De-industrialization and the Decline of Traditional Textiles
Before the advent of the British East India Company, India was the world’s largest producer and exporter of cotton textiles, famous for varieties like Calico, Muslin, and Chintz. The decline of this indigenous industry was triggered by deliberate colonial economic policies:
- One-Way Free Trade: The Charter Act of 1813 opened the Indian market to British manufactured goods, while heavy duties were imposed on Indian textiles entering Britain.
- Loss of Traditional Patronage: The annexation of princely states destroyed the domestic luxury market for high-quality handloom products.
- Raw Material Diversion: India was forcibly converted from a exporter of finished goods into a net exporter of raw cotton to feed the mills of Manchester and Lancashire.
Rise of the Modern Machine-Based Textile Industry
The mid-19th century marked the beginning of the organized Indian textile sector, spearheaded primarily by indigenous entrepreneurial capital, notably Parsis and Gujaratis.
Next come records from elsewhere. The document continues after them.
mod common;

use alloy::{primitives::U256, sol_types::SolCall};
use common::*;
use token_splitter::{
    distribution::orchestrator::custodial::{distributeAllCall, distributeCall},
    errors::{ScanError, SplitterError, TransactionError},
    types::{Confirmation, DiscoveredTokenSet, DistributionOutcome},
};
use tokio_test::{assert_err, assert_ok};
use tokio_util::sync::CancellationToken;

fn amounts(result: &token_splitter::types::SplitBreakdown) -> Vec<U256> {
    result.allocations.iter().map(|a| a.amount).collect()
}

#[tokio::test]
async fn test_distribute_one_confirms_and_reports_split() {
    let usdc = token_address(1);
    let chain = MockChain::default().with_token(usdc, MockToken::erc20("USDC", 6, 1_000_000), 1);

    // stale balance; the live snapshot must win
    let token = token_info(usdc, "USDC", 6, 7);
    let result = distributor(false).distribute_one(&chain, &token).await;

    assert_eq!(result.outcome, DistributionOutcome::Success);
    assert!(result.tx_hash.is_some());
    assert_eq!(result.token.raw_balance, U256::from(1_000_000u64));
    assert_eq!(
        amounts(&result.expected_breakdown),
        vec![
            U256::from(500_000u64),
            U256::from(300_000u64),
            U256::from(200_000u64)
        ]
    );
    assert_eq!(result.expected_breakdown.remainder, U256::ZERO);
    assert_eq!(
        result.explorer_url("https://basescan.org/tx/"),
        result.tx_hash.map(|h| format!("https://basescan.org/tx/{h}"))
    );

    let submissions = chain.submissions();
    assert_eq!(submissions.len(), 1);
    assert_eq!(submissions[0].to, CUSTODIAL);
    let call = distributeCall::abi_decode(&submissions[0].input).unwrap();
    assert_eq!(call.token, usdc);
}

#[tokio::test]
async fn test_reverted_receipt_is_a_failure_without_breakdown() {
    let token = token_address(1);
    let chain = MockChain::default()
        .with_token(token, MockToken::erc20("T", 18, 100), 1)
        .with_receipt(
            token,
            Confirmation::Reverted {
                block_number: Some(1_000),
            },
        );

    let result = distributor(false)
        .distribute_one(&chain, &token_info(token, "T", 18, 100))
        .await;

    assert_eq!(
        result.outcome,
        DistributionOutcome::Failed(TransactionError::Reverted {
            reason: "receipt status 0 in block 1000".to_string()
        })
    );
    assert!(result.tx_hash.is_some());
    assert!(result.expected_breakdown.allocations.is_empty());
}

#[tokio::test]
async fn test_missing_receipt_times_out() {
    let token = token_address(1);
    let chain = MockChain::default()
        .with_token(token, MockToken::erc20("T", 18, 100), 1)
        .with_receipt(token, Confirmation::TimedOut);

    let result = distributor(false)
        .distribute_one(&chain, &token_info(token, "T", 18, 100))
        .await;

    assert_eq!(result.outcome, DistributionOutcome::TimedOut);
    assert!(result.tx_hash.is_some());
    assert!(!result.is_success());
}

#[tokio::test]
async fn test_rejected_submission_has_no_hash() {
    let token = token_address(1);
    let chain = MockChain::default()
        .with_token(token, MockToken::erc20("T", 18, 100), 1)
        .fail_submission(token, reverted());

    let result = distributor(false)
        .distribute_one(&chain, &token_info(token, "T", 18, 100))
        .await;

    assert_eq!(result.tx_hash, None);
    assert!(matches!(
        result.outcome,
        DistributionOutcome::Failed(TransactionError::Reverted { .. })
    ));
    assert!(chain.submissions().is_empty());
}

#[tokio::test]
async fn test_batch_keeps_order_and_survives_failures() {
    let (a, b, c) = (token_address(1), token_address(2), token_address(3));
    let chain = MockChain::default()
        .with_token(a, MockToken::erc20("A", 18, 10), 1)
        .with_token(b, MockToken::erc20("B", 18, 20), 2)
        .with_token(c, MockToken::erc20("C", 18, 30), 3)
        .fail_submission(b, reverted());
    let tokens: DiscoveredTokenSet = [
        token_info(a, "A", 18, 10),
        token_info(b, "B", 18, 20),
        token_info(c, "C", 18, 30),
    ]
    .into_iter()
    .collect();

    let report = assert_ok!(
        distributor(true)
            .distribute_all(&chain, &tokens, &CancellationToken::new())
            .await
    );

    let order: Vec<_> = report.results.iter().map(|r| r.token.address).collect();
    assert_eq!(order, vec![a, b, c]);
    assert!(report.results[0].is_success());
    assert!(!report.results[1].is_success());
    assert!(report.results[2].is_success());
    assert_eq!((report.succeeded(), report.failed()), (2, 1));

    let submitted: Vec<_> = chain
        .submissions()
        .iter()
        .map(|s| s.tokens.clone())
        .collect();
    assert_eq!(submitted, vec![vec![a], vec![c]]);

    // distributed balances are gone; the failed token is still held
    let refreshed = report.refreshed.unwrap();
    assert_eq!(refreshed.addresses(), vec![b]);
}

#[tokio::test]
async fn test_lost_connection_halts_batch_with_partial_results() {
    let (a, b, c) = (token_address(1), token_address(2), token_address(3));
    let chain = MockChain::default()
        .with_token(a, MockToken::erc20("A", 18, 10), 1)
        .with_token(b, MockToken::erc20("B", 18, 20), 2)
        .with_token(c, MockToken::erc20("C", 18, 30), 3)
        .drop_connection_after(1);
    let tokens: DiscoveredTokenSet = [
        token_info(a, "A", 18, 10),
        token_info(b, "B", 18, 20),
        token_info(c, "C", 18, 30),
    ]
    .into_iter()
    .collect();

    let err = assert_err!(
        distributor(false)
            .distribute_all(&chain, &tokens, &CancellationToken::new())
            .await
    );

    assert!(err.is_connection_lost());
    match err {
        SplitterError::BatchHalted { completed, .. } => {
            assert_eq!(completed.len(), 2);
            assert!(completed[0].is_success());
            assert!(completed[1].outcome.is_connection_lost());
        }
        other => panic!("expected halted batch, got {other}"),
    }
    assert_eq!(chain.submissions().len(), 1);
}

#[tokio::test]
async fn test_lost_connection_during_refresh_halts_batch() {
    let (a, b) = (token_address(1), token_address(2));
    let chain = MockChain::default()
        .with_token(a, MockToken::erc20("A", 18, 10), 1)
        .with_token(b, MockToken::erc20("B", 18, 20), 2)
        .drop_connection_after(1);
    let tokens: DiscoveredTokenSet = [token_info(a, "A", 18, 10), token_info(b, "B", 18, 20)]
        .into_iter()
        .collect();

    let err = assert_err!(
        distributor(true)
            .distribute_all(&chain, &tokens, &CancellationToken::new())
            .await
    );

    match err {
        SplitterError::BatchHalted { completed, source } => {
            assert_eq!(completed.len(), 1);
            assert!(completed[0].is_success());
            assert!(source.is_connection_lost());
        }
        other => panic!("expected halted batch, got {other}"),
    }
}

#[tokio::test]
async fn test_cancelled_batch_submits_nothing() {
    let (a, b, c) = (token_address(1), token_address(2), token_address(3));
    let chain = MockChain::default()
        .with_token(a, MockToken::erc20("A", 18, 10), 1)
        .with_token(b, MockToken::erc20("B", 18, 20), 2)
        .with_token(c, MockToken::erc20("C", 18, 30), 3);
    let tokens: DiscoveredTokenSet = [
        token_info(a, "A", 18, 10),
        token_info(b, "B", 18, 20),
        token_info(c, "C", 18, 30),
    ]
    .into_iter()
    .collect();
    let cancel = CancellationToken::new();
    cancel.cancel();

    let err = assert_err!(distributor(true).distribute_all(&chain, &tokens, &cancel).await);

    assert!(!err.is_connection_lost());
    match err {
        SplitterError::BatchHalted { completed, source } => {
            assert!(completed.is_empty());
            assert!(matches!(*source, SplitterError::Scan(ScanError::Cancelled)));
        }
        other => panic!("expected halted batch, got {other}"),
    }
    assert!(chain.submissions().is_empty());
}

#[tokio::test]
async fn test_lost_receipt_tracking_halts_batch() {
    let (a, b) = (token_address(1), token_address(2));
    let chain = MockChain::default()
        .with_token(a, MockToken::erc20("A", 18, 10), 1)
        .with_token(b, MockToken::erc20("B", 18, 20), 2)
        .with_receipt_error(a, transport_down());
    let tokens: DiscoveredTokenSet = [token_info(a, "A", 18, 10), token_info(b, "B", 18, 20)]
        .into_iter()
        .collect();

    let err = assert_err!(
        distributor(false)
            .distribute_all(&chain, &tokens, &CancellationToken::new())
            .await
    );

    assert!(err.is_connection_lost());
    match err {
        SplitterError::BatchHalted { completed, .. } => {
            assert_eq!(completed.len(), 1);
            // the transaction went out, so its hash is kept for checking
            assert!(completed[0].tx_hash.is_some());
            assert!(matches!(
                completed[0].outcome,
                DistributionOutcome::Failed(TransactionError::ConnectionLost(_))
            ));
        }
        other => panic!("expected halted batch, got {other}"),
    }
    assert_eq!(chain.submissions().len(), 1);
}

#[tokio::test]
async fn test_contract_batch_snapshots_every_token() {
    let (a, b) = (token_address(1), token_address(2));
    let chain = MockChain::default()
        .with_token(a, MockToken::erc20("A", 6, 1_000_000), 1)
        .with_token(b, MockToken::erc20("B", 0, 7), 2);
    let tokens: DiscoveredTokenSet = [token_info(a, "A", 6, 1), token_info(b, "B", 0, 1)]
        .into_iter()
        .collect();

    let result = distributor(false)
        .distribute_contract_batch(&chain, &tokens)
        .await;

    assert!(result.outcome.is_success());
    assert_eq!(result.tokens.len(), 2);
    let (first, first_split) = &result.tokens[0];
    assert_eq!(first.address, a);
    assert_eq!(first_split.allocations[0].amount, U256::from(500_000u64));
    let (_, second_split) = &result.tokens[1];
    assert_eq!(
        amounts(second_split),
        vec![U256::from(3u64), U256::from(2u64), U256::from(1u64)]
    );
    assert_eq!(second_split.remainder, U256::from(1u64));

    let submissions = chain.submissions();
    assert_eq!(submissions.len(), 1);
    assert!(distributeAllCall::abi_decode(&submissions[0].input).is_ok());
}

#[tokio::test]
async fn test_reverted_contract_batch_has_no_breakdowns() {
    let a = token_address(1);
    let chain = MockChain::default()
        .with_token(a, MockToken::erc20("A", 6, 1_000_000), 1)
        .with_contract_receipt(Confirmation::Reverted { block_number: None });
    let tokens: DiscoveredTokenSet = [token_info(a, "A", 6, 1_000_000)].into_iter().collect();

    let result = distributor(false)
        .distribute_contract_batch(&chain, &tokens)
        .await;

    assert_eq!(
        result.outcome,
        DistributionOutcome::Failed(TransactionError::Reverted {
            reason: "receipt status 0".to_string()
        })
    );
    assert!(result.tokens[0].1.allocations.is_empty());
}
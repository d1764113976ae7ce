//! Error types for token discovery and distribution
//!
//! This module defines the error hierarchy used across the crate:
//! - Session/provider initialization errors
//! - Chain access errors raised by a [`TokenChain`](crate::traits::TokenChain)
//! - Log scan errors
//! - Per-token query errors
//! - Per-distribution transaction errors
//! - Configuration errors
//!
//! Per-item failures (a single token query, a single distribution) are turned
//! into data by the component that sees them. Whole-operation failures
//! propagate as [`SplitterError`].

use alloy::primitives::{Address, Bytes};
use serde::Serialize;
use thiserror::Error;

use crate::types::DistributionResult;
use crate::utils::error_utils::decode_revert_reason;

/// Top-level error type for the splitter
///
/// Encompasses all failures that end an operation, as opposed to
/// per-item failures that are recorded and skipped.
#[derive(Debug, Error)]
pub enum SplitterError {
    /// Errors occurring while establishing the wallet session
    #[error("Failed to initialize session: {0}")]
    Init(#[from] InitError),

    /// The transfer log scan did not complete
    #[error("Log scan failed: {0}")]
    Scan(#[from] ScanError),

    /// Invalid configuration or share table
    #[error("Configuration error: {0}")]
    Config(#[from] ConfigError),

    /// The provider became unusable in the middle of an operation
    #[error("Connection lost: {0}")]
    ConnectionLost(String),

    /// An operation needing a wallet ran before `connect`
    #[error("Session is not connected")]
    NotConnected,

    /// The requested token is not part of the discovered set
    #[error("Token {0} is not in the discovered set")]
    UnknownToken(Address),

    /// A sequential distribution batch stopped before reaching its end
    ///
    /// `completed` holds every result produced before the failure, in
    /// submission order.
    #[error("Distribution batch halted after {} result(s): {source}", .completed.len())]
    BatchHalted {
        completed: Vec<DistributionResult>,
        #[source]
        source: Box<SplitterError>,
    },
}

impl SplitterError {
    /// Check whether this error means the provider itself is gone
    pub fn is_connection_lost(&self) -> bool {
        match self {
            SplitterError::ConnectionLost(_) => true,
            SplitterError::BatchHalted { source, .. } => source.is_connection_lost(),
            _ => false,
        }
    }
}

/// Session initialization errors
///
/// These occur before any discovery or distribution can run, typically
/// because no usable provider or signer is available.
#[derive(Debug, Error)]
pub enum InitError {
    /// No wallet/session provider could be obtained
    #[error("Provider unavailable: {0}")]
    ProviderUnavailable(String),

    /// Invalid or malformed RPC URL
    #[error("Invalid RPC URL: {0}")]
    InvalidRpcUrl(String),

    /// The signing key could not be loaded
    #[error("Invalid signer: {0}")]
    InvalidSigner(String),

    /// Chain ID retrieval errors
    #[error("Failed to get chain ID: {0}")]
    ChainId(String),
}

/// Errors returned by a chain backend
///
/// Components classify these: `Transport` is always fatal to the running
/// operation, everything else is interpreted per call site.
#[derive(Debug, Clone, Error)]
pub enum ChainError {
    /// The transport failed (connection refused, socket closed, timeout)
    #[error("transport error: {0}")]
    Transport(String),

    /// The node answered with a JSON-RPC error
    #[error("request rejected ({code}): {message}")]
    Rejected { code: i64, message: String },

    /// The call or transaction reverted
    #[error("execution reverted: {message}")]
    Reverted { data: Option<Bytes>, message: String },

    /// The response could not be decoded
    #[error("malformed response: {0}")]
    Malformed(String),
}

impl ChainError {
    /// Check whether this is a transport-level failure
    pub fn is_transport(&self) -> bool {
        matches!(self, ChainError::Transport(_))
    }
}

/// Transfer log scan errors
#[derive(Debug, Error)]
pub enum ScanError {
    /// A log query was rejected or truncated by the provider
    ///
    /// # Fields
    /// * `from_block` - First block of the failed window
    /// * `to_block` - Last block of the failed window
    /// * `reason` - Provider message or truncation description
    #[error("scan incomplete for blocks {from_block}..={to_block}: {reason}")]
    Incomplete {
        from_block: u64,
        to_block: u64,
        reason: String,
    },

    /// The caller cancelled the scan
    #[error("scan cancelled")]
    Cancelled,
}

/// Token-specific errors
///
/// These occur while querying an ERC20 candidate. Apart from `Unreachable`,
/// they exclude the candidate without failing discovery.
#[derive(Debug, Clone, Error)]
pub enum TokenError {
    /// Failed to decode token symbol
    #[error("Failed to decode token symbol for {address}: {reason}")]
    SymbolDecode { address: String, reason: String },

    /// Failed to decode token decimals
    #[error("Failed to decode token decimals for {address}: {reason}")]
    DecimalsDecode { address: String, reason: String },

    /// Decimals did not fit in a `uint8`
    #[error("Token {address} reports out-of-range decimals {value}")]
    DecimalsOutOfRange { address: String, value: String },

    /// Failed to decode a `balanceOf` response
    #[error("Failed to decode balance for {address}: {reason}")]
    BalanceDecode { address: String, reason: String },

    /// Token call reverted
    #[error("Token call reverted for {address}: {reason}")]
    CallReverted { address: String, reason: String },

    /// General token query failures
    #[error("Failed to query token {address}: {reason}")]
    QueryFailed { address: String, reason: String },

    /// The provider could not be reached while querying the token
    #[error("Provider unreachable while querying {address}: {reason}")]
    Unreachable { address: String, reason: String },
}

impl TokenError {
    /// Classify a chain error raised by a call to `address`
    pub fn from_chain(address: String, err: ChainError) -> Self {
        match err {
            ChainError::Transport(reason) => TokenError::Unreachable { address, reason },
            ChainError::Reverted { data, message } => {
                let reason = data
                    .as_deref()
                    .and_then(|d| decode_revert_reason(d))
                    .unwrap_or(message);
                TokenError::CallReverted { address, reason }
            }
            other => TokenError::QueryFailed {
                address,
                reason: other.to_string(),
            },
        }
    }

    /// Check whether this failure is fatal to the whole discovery run
    pub fn is_fatal(&self) -> bool {
        matches!(self, TokenError::Unreachable { .. })
    }
}

/// Failure of a single distribution transaction
///
/// Recorded inside a [`DistributionResult`]; never propagated on its own.
#[derive(Debug, Clone, PartialEq, Eq, Error, Serialize)]
pub enum TransactionError {
    /// The transaction (or its gas estimation) reverted
    #[error("transaction reverted: {reason}")]
    Reverted { reason: String },

    /// The transaction could not be signed or submitted
    #[error("transaction submission failed: {0}")]
    SubmissionFailed(String),

    /// The provider dropped while submitting
    #[error("connection lost during submission: {0}")]
    ConnectionLost(String),
}

impl TransactionError {
    /// Classify a chain error raised while submitting a transaction
    pub fn from_submission(err: ChainError) -> Self {
        match err {
            ChainError::Transport(reason) => TransactionError::ConnectionLost(reason),
            ChainError::Reverted { data, message } => TransactionError::Reverted {
                reason: data
                    .as_deref()
                    .and_then(|d| decode_revert_reason(d))
                    .unwrap_or(message),
            },
            other => TransactionError::SubmissionFailed(other.to_string()),
        }
    }
}

/// Configuration errors
#[derive(Debug, Error)]
pub enum ConfigError {
    /// A single share exceeds 100%
    #[error("share '{label}' has {basis_points} basis points, above 10000")]
    ShareOutOfRange { label: String, basis_points: u16 },

    /// The table allocates more than 100%
    #[error("recipient shares sum to {total} basis points, above 10000")]
    SharesExceedTotal { total: u32 },

    /// The same recipient address appears twice
    #[error("recipient {address} appears more than once")]
    DuplicateRecipient { address: String },

    /// A recipient entry could not be parsed
    #[error("invalid recipient entry '{entry}': {reason}")]
    InvalidRecipient { entry: String, reason: String },

    /// The configuration file could not be read or parsed
    #[error("failed to load config {path}: {reason}")]
    Load { path: String, reason: String },

    /// A required setting is missing
    #[error("missing setting: {0}")]
    Missing(&'static str),
}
| Key Milestone | Year | Location | Founder / Key Personality | Significance |
| First Cotton Mill (Attempted) | 1818 | Fort Gloster, Calcutta | British Entrepreneurs | Failed commercially; could not sustain operations. |
| First Successful Cotton Mill | 1854 | Bombay (Mumbai) | Cowasji Nanabhoy Davar | Named Bombay Spinning and Weaving Company; marked the true birth of the modern Indian textile industry. |
| Expansion to Ahmedabad | 1861 | Ahmedabad | Ranchhodlal Chhotalal | Established the Ahmedabad Spinning and Weaving Mill, turning Ahmedabad into the “Manchester of India”. |
Interlinkage with Transport: The Role of Railways and Ports
The growth and geographical distribution of the cotton textile industry were fundamentally shaped by the development of transport infrastructure, particularly the Indian Railways (introduced in 1853) and major colonial ports.
Impact of Railways on Raw Material and Markets
- Penetration into the Hinterland: The expansion of the railway network connected port cities directly to the cotton-growing tracts of the Deccan (the Black Cotton Soil or Regur region), such as Berar, Nagpur, and Gujarat.
- Freight Rate Anomalies: The British railway freight policy favored the movement of raw materials to the ports and imported finished goods to the interiors, rather than supporting internal trade between Indian industrial centers.
- Decentralization of Mills: While the industry was initially concentrated in Bombay due to port proximity, the expansion of the railways allowed mills to crop up closer to internal markets and raw material sources in Kanpur, Indore, Coimbatore, and Nagpur by the late 19th century.
Role of Port Cities
- Bombay as the Nucleus: Bombay possessed a natural deep-water port, making it easy to import machinery from Britain and export cotton yarn to China and Japan.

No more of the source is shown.